¿En qué consiste el control de existencias en almacén?

La gran mayoría de negocios requieren contar con un cierto nivel de stock, ya sea de materias primas necesarias para la producción, de productos finalizados, o de ambas cosas. De ahí que el control de existencias en almacén sea una operación básica y que requiere de la máxima eficiencia.

Qué es el control de existencias de un almacén

Para una empresa, tan malo es no tener suficientes unidades de producto o de materias primas como tener unidades de más y no conseguir darles salida. El objetivo es contar con un stock lo más equilibrado posible, y eso es lo que se persigue con el sistema de control de mercancías.

El control de existencias en almacén implica poder verificar en cualquier momento si se tienen existencias de un determinado producto y cuántas de ellas hay disponibles. Esto ayuda a saber cuándo ha llegado el momento de reponer el stock o cuando hay que llevar a cabo actividades como promociones para dar salida a ciertos productos que se están vendiendo menos.

Cómo establecer un buen control de almacén

Para hacer una buena gestión primero hay que tener claro en qué consiste el control de entradas en el almacén. Se trata de llevar un registro exhaustivo de todos los productos que llegan y de la ubicación de los mismos.

Una vez que se tiene claro todo lo que hay, llega el momento de buscar una fórmula para dar salida lo antes posible a toda la mercancía acumulada.

Entre los mecanismos más usados está el método FIFO, que implica que el primero en entrar es el primero en salir. Su ventaja es que consigue un rápido movimiento del stock, dando salida primero a lo más antiguo y evitando así que se quede obsoleto. Esto se puede aplicar tanto con respecto a las materias primas como con respecto al producto terminado.

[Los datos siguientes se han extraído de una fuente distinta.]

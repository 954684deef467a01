// ============================================================
// Layer 2 — TrainUseCase
// ============================================================
// Orchestrates the full training pipeline in order:
//
//   Step 0: Validate the config
//   Step 1: Load .txt files             (Layer 4 - data)
//   Step 2: Clean the text              (Layer 4 - data)
//   Step 3: Build / load tokenizer      (Layer 6 - infra)
//   Step 4: Encode and chunk            (Layer 4 - data)
//   Step 5: Mask each chunk             (Layer 4 - data)
//   Step 6: Save config                 (Layer 6 - infra)
//   Step 7: MLE warm-up, then the rollout trainer (Layer 5 - ml)
//
// Reference: Rust Book §13 (Iterators and Closures)
//            Burn Book §5 (Training)

use anyhow::{bail, Result};
use burn::data::dataset::Dataset;
use rand::{rngs::StdRng, SeedableRng};
use serde::{Deserialize, Serialize};

use crate::data::{
    chunker::Chunker,
    dataset::MaskedDataset,
    loader::TextLoader,
    masker::{MaskStrategy, Masker},
    preprocessor::Preprocessor,
    vocab::encode,
};
use crate::domain::traits::DocumentSource;
use crate::infra::{checkpoint::CheckpointManager, tokenizer_store::TokenizerStore};
use crate::ml::model::MaskGanConfig;
use crate::ml::trainer::RolloutConfig;
use crate::ml::training_loop::run_training;

// ─── Training Configuration ──────────────────────────────────────────────────
// Everything a run needs, from corpus location to rollout count.
// Saved as train_config.json so `infill` can rebuild the model.
#[derive(Debug, Clone, PartialEq, Serialize, Deserialize)]
pub struct TrainConfig {
    pub corpus_dir:     String,
    pub checkpoint_dir: String,
    pub max_seq_len:    usize,
    pub chunk_overlap:  usize,
    pub batch_size:     usize,
    pub epochs:         usize,
    pub vocab_size:     usize,
    pub d_model:        usize,
    pub d_hidden:       usize,
    pub mask:           MaskStrategy,

    /// Teacher-forced generator epochs before adversarial training
    #[serde(default)]
    pub mle_epochs:     usize,

    pub num_rollouts:             usize,
    pub lr:                       f64,
    pub lr_decay:                 f64,
    pub pretrain:                 bool,
    pub critic_phase:             bool,
    pub full_context_probability: f64,
    pub seed:                     u64,
}

impl Default for TrainConfig {
    fn default() -> Self {
        Self {
            corpus_dir:     "data/corpus".to_string(),
            checkpoint_dir: "checkpoints".to_string(),
            max_seq_len:    40,
            chunk_overlap:  10,
            batch_size:     16,
            epochs:         10,
            vocab_size:     10_000,
            d_model:        128,
            d_hidden:       256,
            mask:           MaskStrategy::Span { ratio: 0.5 },

            mle_epochs:     0,

            num_rollouts:             50,
            lr:                       1e-3,
            lr_decay:                 0.5,
            pretrain:                 false,
            critic_phase:             false,
            full_context_probability: 0.3,
            seed:                     42,
        }
    }
}

impl TrainConfig {
    /// Reject values the data pipeline cannot work with.
    /// Rollout hyperparameters are checked by RolloutConfig::validate.
    pub fn validate(&self) -> Result<()> {
        if self.max_seq_len == 0 {
            bail!("max_seq_len must be at least 1");
        }
        if self.batch_size == 0 {
            bail!("batch_size must be at least 1");
        }
        if let MaskStrategy::Span { ratio } = self.mask {
            if !(0.0..=1.0).contains(&ratio) {
                bail!("mask ratio must be in [0, 1], got {ratio}");
            }
        }
        Ok(())
    }

    pub fn rollout_config(&self) -> RolloutConfig {
        RolloutConfig::new()
            .with_num_rollouts(self.num_rollouts)
            .with_learning_rate(self.lr)
            .with_lr_decay(self.lr_decay)
            .with_pretrain(self.pretrain)
            .with_critic_phase(self.critic_phase)
            .with_full_context_probability(self.full_context_probability)
            .with_seed(self.seed)
    }

    /// Model architecture for a vocabulary of `vocab_len` entries
    pub fn model_config(&self, vocab_len: usize) -> MaskGanConfig {
        MaskGanConfig::new(vocab_len, self.max_seq_len)
            .with_d_model(self.d_model)
            .with_d_hidden(self.d_hidden)
    }
}

// ─── TrainUseCase ─────────────────────────────────────────────────────────────
pub struct TrainUseCase {
    config: TrainConfig,
}

impl TrainUseCase {
    pub fn new(config: TrainConfig) -> Self {
        Self { config }
    }

    /// Execute the full training pipeline end to end
    pub fn execute(&self) -> Result<()> {
        let cfg = &self.config;

        // ── Step 0: Reject unusable settings before touching disk ────────────
        cfg.validate()?;
        cfg.rollout_config().validate()?;

        // ── Step 1: Load all .txt documents ──────────────────────────────────
        tracing::info!("Loading .txt files from '{}'", cfg.corpus_dir);
        let raw_docs = TextLoader::new(&cfg.corpus_dir).load_all()?;
        tracing::info!("Loaded {} documents", raw_docs.len());

        // ── Step 2: Clean / normalise text ────────────────────────────────────
        let preprocessor = Preprocessor::new();
        let clean_docs: Vec<String> = raw_docs
            .iter()
            .map(|d| preprocessor.clean(&d.text))
            .collect();

        // ── Step 3: Build / load tokenizer ────────────────────────────────────
        let tokenizer = TokenizerStore::new(&cfg.checkpoint_dir).load_or_build(&clean_docs, cfg.vocab_size)?;

        // ── Step 4 + 5: Encode, chunk and mask ───────────────────────────────
        let encoded = clean_docs
            .iter()
            .map(|doc| encode(&tokenizer, doc))
            .collect::<Result<Vec<_>>>()?;
        let dataset = build_dataset(&encoded, cfg);
        tracing::info!("Built {} masked sequences", dataset.len());
        if dataset.is_empty() {
            bail!("No training text found in '{}'", cfg.corpus_dir);
        }

        // ── Step 6: Save config for inference ─────────────────────────────────
        let ckpt_manager = CheckpointManager::new(&cfg.checkpoint_dir);
        ckpt_manager.save_config(cfg)?;

        // ── Step 7: Run the trainer (Layer 5) ─────────────────────────────────
        run_training(cfg, dataset, tokenizer.get_vocab_size(false), ckpt_manager)
    }
}

/// Cut every encoded document into windows of at most
/// `max_seq_len` tokens and mask each window once.
fn build_dataset(docs: &[Vec<u32>], cfg: &TrainConfig) -> MaskedDataset {
    let overlap = cfg.chunk_overlap.min(cfg.max_seq_len.saturating_sub(1));
    let chunker = Chunker::new(cfg.max_seq_len, overlap);
    let masker  = Masker::new(cfg.mask);
    let mut rng = StdRng::seed_from_u64(cfg.seed);

    let samples = docs
        .iter()
        .flat_map(|doc| chunker.chunk(doc))
        .filter_map(|window| masker.mask(&window, &mut rng))
        .collect();

    MaskedDataset::new(samples)
}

Además, hay que asegurarse de tener los productos controlados en todo momento. Para ello se puede recurrir a mecanismos como la codificación o la identificación a través de radiofrecuencia.

Otro aspecto a tener en cuenta es que el nivel de stock debe mantenerse siempre dentro de un límite mínimo (stock de seguridad) y máximo.

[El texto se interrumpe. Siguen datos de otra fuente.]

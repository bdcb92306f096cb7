//! Core logic for the FitTrack exercise log.
//! This crate owns the exercise list, its totals and its local persistence.

pub mod db;
pub mod logging;
pub mod model;
pub mod repo;
pub mod service;

pub use logging::{default_log_level, flush_logging, init_logging};
pub use model::exercise::{
    Exercise, ExerciseId, ExerciseValidationError, IdGenerator, NewExercise,
};
pub use repo::exercise_repo::{ExerciseStorage, EXERCISES_KEY};
pub use repo::kv_repo::{
    KvRepository, MemoryKvRepository, RepoError, RepoResult, SqliteKvRepository,
};
pub use service::exercise_store::{ExerciseStore, StoreError, StoreResult};
pub use service::summary::{summarize, Summary};

/// Returns the core crate version.
pub fn core_version() -> &'static str {
    env!("CARGO_PKG_VERSION")
}

#[cfg(test)]
mod tests {
    use super::core_version;

    #[test]
    fn version_is_not_empty() {
        assert!(!core_version().is_empty());
    }
}
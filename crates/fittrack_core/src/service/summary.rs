//! Aggregated totals over the exercise log.

use crate::model::exercise::Exercise;

/// Totals shown by the summary surface.
#[derive(Debug, Clone, Copy, PartialEq, Default)]
pub struct Summary {
    /// Sum of `duration` in minutes.
    pub total_duration: f64,
    /// Sum of `calories`.
    pub total_calories: f64,
    pub entry_count: usize,
}

/// Sums duration and calories independently over `exercises`.
///
/// An empty slice yields all-zero totals.
pub fn summarize(exercises: &[Exercise]) -> Summary {
    exercises
        .iter()
        .fold(Summary::default(), |mut acc, exercise| {
            acc.total_duration += exercise.duration;
            acc.total_calories += exercise.calories;
            acc.entry_count += 1;
            acc
        })
}
//! Domain model for the exercise log.
//!
//! # Responsibility
//! - Define canonical data structures used by core business logic.
//!
//! # Invariants
//! - Every record is identified by an `ExerciseId` unique within the log.
//! - Records are immutable after creation; removal is the only lifecycle step.

pub mod exercise;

Consecuencias de un mal control de almacén

Pérdida y obsolescencia de materiales

Si no hay un control de almacén que sea correcto, lo más normal es que ciertos productos acaben perdiéndose. Algunos desaparecerán de forma definitiva, y otros aparecerán al cabo de un tiempo, cuando estén totalmente obsoletos y no puedan ser usados para nada.

Pérdida de dinero

Cualquier pérdida u obsolescencia sobrevenida de productos o materias primas en el almacén implica una pérdida de dinero. Es algo por lo que la empresa ha pagado dinero y a lo que no ha podido sacarle ningún beneficio.

Reducción de la productividad y la eficiencia

Si no se tiene claro qué hay exactamente en el almacén o dónde están los productos, el proceso de producción y/o preparación de pedidos se vuelve mucho más lento. Esta pérdida de efectividad suele traducirse además es una pérdida de competitividad.

El control de existencias en el almacén es una actividad que es importante gestionar de la mejor forma posible en todo tipo de negocios. Hacerlo bien puede reportar importantes beneficios, mientras que hacerlo mal implica asumir pérdidas.